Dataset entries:
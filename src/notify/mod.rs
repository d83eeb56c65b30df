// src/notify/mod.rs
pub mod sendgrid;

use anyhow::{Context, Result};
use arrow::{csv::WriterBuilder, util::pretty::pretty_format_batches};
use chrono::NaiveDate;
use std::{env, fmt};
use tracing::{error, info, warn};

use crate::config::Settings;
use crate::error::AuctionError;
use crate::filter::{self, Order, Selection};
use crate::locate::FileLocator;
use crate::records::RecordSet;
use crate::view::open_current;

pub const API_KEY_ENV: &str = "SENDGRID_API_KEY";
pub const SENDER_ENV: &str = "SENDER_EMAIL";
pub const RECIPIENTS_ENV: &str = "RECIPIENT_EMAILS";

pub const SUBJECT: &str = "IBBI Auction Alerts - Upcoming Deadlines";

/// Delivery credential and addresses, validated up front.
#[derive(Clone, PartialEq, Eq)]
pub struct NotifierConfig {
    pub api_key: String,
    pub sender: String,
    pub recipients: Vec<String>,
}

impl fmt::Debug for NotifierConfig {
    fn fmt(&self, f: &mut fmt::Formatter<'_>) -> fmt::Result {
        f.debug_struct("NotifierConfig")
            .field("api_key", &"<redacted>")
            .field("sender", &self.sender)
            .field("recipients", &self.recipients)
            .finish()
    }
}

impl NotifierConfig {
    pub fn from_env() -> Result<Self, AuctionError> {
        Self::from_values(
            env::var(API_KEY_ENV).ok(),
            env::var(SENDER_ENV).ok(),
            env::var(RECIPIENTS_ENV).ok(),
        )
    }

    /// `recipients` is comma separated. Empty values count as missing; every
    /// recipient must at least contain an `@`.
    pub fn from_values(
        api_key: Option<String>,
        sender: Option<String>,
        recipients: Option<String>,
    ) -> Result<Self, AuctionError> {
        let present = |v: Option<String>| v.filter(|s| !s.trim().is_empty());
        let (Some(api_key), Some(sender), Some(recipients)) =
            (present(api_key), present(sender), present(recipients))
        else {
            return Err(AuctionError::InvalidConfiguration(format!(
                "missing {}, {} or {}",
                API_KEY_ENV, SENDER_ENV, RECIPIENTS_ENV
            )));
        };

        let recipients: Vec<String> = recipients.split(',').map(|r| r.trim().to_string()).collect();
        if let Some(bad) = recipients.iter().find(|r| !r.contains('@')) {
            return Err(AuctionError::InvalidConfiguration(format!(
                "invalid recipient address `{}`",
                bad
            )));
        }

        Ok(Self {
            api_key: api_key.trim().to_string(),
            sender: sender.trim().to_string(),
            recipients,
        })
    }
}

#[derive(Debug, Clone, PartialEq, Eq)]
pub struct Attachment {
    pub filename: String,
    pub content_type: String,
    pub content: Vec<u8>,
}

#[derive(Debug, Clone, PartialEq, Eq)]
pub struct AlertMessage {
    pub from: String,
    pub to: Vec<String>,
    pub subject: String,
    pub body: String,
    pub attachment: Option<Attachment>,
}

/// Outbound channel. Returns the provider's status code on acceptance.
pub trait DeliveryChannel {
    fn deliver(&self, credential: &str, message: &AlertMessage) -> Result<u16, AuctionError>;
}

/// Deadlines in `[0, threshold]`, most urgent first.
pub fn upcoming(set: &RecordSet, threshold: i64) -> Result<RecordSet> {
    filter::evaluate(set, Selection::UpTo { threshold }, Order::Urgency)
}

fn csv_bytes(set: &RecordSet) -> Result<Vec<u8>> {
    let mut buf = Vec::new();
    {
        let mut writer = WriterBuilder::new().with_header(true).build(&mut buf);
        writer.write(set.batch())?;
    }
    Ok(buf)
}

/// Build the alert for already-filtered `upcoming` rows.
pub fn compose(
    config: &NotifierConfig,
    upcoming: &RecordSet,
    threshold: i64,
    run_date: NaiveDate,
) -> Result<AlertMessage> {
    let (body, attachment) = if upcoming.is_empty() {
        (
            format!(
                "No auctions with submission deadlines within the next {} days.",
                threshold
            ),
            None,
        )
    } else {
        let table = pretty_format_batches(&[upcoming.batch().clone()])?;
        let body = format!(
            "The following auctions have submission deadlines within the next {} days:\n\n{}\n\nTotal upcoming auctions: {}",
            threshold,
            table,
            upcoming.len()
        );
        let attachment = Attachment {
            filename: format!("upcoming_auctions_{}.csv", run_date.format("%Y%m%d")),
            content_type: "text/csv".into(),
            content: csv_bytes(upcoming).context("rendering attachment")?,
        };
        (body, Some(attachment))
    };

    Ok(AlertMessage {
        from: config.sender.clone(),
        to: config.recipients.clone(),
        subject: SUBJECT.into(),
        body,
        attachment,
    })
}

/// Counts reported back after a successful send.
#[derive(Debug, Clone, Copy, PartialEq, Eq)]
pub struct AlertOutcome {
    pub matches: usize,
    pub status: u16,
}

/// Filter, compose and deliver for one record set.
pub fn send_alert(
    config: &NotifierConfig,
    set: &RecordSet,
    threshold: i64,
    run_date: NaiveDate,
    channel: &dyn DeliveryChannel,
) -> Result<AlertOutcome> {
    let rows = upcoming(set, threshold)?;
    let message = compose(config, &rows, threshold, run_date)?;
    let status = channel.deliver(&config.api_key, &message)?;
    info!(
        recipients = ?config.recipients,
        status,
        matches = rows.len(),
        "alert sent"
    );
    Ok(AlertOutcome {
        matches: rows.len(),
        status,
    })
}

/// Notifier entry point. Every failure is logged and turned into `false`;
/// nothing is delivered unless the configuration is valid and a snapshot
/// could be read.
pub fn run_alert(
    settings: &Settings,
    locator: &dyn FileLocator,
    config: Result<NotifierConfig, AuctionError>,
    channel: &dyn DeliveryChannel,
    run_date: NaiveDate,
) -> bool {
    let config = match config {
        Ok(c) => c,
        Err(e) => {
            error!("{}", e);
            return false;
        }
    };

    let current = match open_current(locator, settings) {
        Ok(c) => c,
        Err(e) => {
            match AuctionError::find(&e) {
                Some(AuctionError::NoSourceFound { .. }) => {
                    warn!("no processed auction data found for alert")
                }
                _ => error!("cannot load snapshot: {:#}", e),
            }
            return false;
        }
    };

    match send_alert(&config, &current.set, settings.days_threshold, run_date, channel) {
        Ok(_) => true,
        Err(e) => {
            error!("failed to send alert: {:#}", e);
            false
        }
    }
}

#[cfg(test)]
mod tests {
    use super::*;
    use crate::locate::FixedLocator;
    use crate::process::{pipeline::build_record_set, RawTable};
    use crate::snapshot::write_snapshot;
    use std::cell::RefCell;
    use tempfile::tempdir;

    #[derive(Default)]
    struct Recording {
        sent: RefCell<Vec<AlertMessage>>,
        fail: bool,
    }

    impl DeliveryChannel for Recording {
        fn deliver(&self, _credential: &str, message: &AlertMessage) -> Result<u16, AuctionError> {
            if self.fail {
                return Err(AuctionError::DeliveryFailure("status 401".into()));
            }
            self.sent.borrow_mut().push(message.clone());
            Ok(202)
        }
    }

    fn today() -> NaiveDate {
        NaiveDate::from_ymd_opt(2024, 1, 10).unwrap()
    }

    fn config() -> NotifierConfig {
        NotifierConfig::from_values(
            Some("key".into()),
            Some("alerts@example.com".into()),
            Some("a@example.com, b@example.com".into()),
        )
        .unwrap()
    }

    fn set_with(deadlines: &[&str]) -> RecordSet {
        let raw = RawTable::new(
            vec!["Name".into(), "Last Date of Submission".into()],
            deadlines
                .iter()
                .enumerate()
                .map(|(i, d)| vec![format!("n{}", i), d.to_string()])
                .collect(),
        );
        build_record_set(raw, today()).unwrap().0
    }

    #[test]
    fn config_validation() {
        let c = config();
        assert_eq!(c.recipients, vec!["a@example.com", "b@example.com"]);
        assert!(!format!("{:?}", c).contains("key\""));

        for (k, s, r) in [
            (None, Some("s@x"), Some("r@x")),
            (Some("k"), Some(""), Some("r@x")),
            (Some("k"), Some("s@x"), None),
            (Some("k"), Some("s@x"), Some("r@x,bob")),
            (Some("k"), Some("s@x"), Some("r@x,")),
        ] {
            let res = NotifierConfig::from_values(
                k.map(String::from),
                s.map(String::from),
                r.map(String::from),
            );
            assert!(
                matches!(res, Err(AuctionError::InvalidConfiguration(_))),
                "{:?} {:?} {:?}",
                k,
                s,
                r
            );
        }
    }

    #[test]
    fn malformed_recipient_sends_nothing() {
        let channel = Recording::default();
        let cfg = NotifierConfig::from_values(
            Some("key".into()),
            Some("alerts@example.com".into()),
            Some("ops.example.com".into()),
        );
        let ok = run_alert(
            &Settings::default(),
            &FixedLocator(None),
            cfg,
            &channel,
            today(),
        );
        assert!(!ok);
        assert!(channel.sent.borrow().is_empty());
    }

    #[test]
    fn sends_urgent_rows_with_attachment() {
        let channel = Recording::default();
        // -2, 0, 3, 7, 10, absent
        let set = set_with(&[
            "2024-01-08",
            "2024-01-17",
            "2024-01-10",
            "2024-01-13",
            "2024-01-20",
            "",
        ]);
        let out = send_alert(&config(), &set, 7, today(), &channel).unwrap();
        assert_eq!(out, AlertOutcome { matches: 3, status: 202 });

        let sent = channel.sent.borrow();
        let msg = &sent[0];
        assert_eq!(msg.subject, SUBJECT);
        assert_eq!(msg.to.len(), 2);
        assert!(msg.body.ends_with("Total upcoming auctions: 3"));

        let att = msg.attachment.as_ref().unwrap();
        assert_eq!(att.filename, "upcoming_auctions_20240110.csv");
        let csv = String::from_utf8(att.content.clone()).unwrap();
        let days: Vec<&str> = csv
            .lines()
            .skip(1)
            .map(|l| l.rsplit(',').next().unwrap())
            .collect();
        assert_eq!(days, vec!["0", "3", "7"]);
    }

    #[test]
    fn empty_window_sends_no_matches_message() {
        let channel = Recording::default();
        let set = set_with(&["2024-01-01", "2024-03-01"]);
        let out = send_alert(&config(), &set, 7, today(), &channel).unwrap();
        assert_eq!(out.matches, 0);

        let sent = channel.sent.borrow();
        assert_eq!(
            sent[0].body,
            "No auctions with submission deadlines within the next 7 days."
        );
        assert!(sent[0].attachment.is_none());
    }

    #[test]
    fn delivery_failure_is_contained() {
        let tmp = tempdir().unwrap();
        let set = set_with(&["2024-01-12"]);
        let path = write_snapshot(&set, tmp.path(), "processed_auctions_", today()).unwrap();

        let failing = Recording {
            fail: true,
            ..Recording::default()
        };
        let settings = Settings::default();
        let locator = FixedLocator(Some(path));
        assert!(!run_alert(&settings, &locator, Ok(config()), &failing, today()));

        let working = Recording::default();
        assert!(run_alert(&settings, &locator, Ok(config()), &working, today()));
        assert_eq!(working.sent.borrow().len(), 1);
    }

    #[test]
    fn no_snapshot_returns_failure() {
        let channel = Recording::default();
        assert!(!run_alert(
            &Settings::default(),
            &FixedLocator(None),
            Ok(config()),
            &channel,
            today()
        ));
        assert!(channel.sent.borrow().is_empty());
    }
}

__Problem description__.
Retype exactly. Start at the line with "let att = msg.attachment.as_ref().unwrap();" and stop at the last line of the data.

__Finished task__.
        let att = msg.attachment.as_ref().unwrap();
        assert_eq!(att.filename, "upcoming_auctions_20240110.csv");
        let csv = String::from_utf8(att.content.clone()).unwrap();
        let days: Vec<&str> = csv
            .lines()
            .skip(1)
            .map(|l| l.rsplit(',').next().unwrap())
            .collect();
        assert_eq!(days, vec!["0", "3", "7"]);
    }

    #[test]
    fn empty_window_sends_no_matches_message() {
        let channel = Recording::default();
        let set = set_with(&["2024-01-01", "2024-03-01"]);
        let out = send_alert(&config(), &set, 7, today(), &channel).unwrap();
        assert_eq!(out.matches, 0);

        let sent = channel.sent.borrow();
        assert_eq!(
            sent[0].body,
            "No auctions with submission deadlines within the next 7 days."
        );
        assert!(sent[0].attachment.is_none());
    }

    #[test]
    fn delivery_failure_is_contained() {
        let tmp = tempdir().unwrap();
        let set = set_with(&["2024-01-12"]);
        let path = write_snapshot(&set, tmp.path(), "processed_auctions_", today()).unwrap();

        let failing = Recording {
            fail: true,
            ..Recording::default()
        };
        let settings = Settings::default();
        let locator = FixedLocator(Some(path));
        assert!(!run_alert(&settings, &locator, Ok(config()), &failing, today()));

        let working = Recording::default();
        assert!(run_alert(&settings, &locator, Ok(config()), &working, today()));
        assert_eq!(working.sent.borrow().len(), 1);
    }

    #[test]
    fn no_snapshot_returns_failure() {
        let channel = Recording::default();
        assert!(!run_alert(
            &Settings::default(),
            &FixedLocator(None),
            Ok(config()),
            &channel,
            today()
        ));
        assert!(channel.sent.borrow().is_empty());
    }
}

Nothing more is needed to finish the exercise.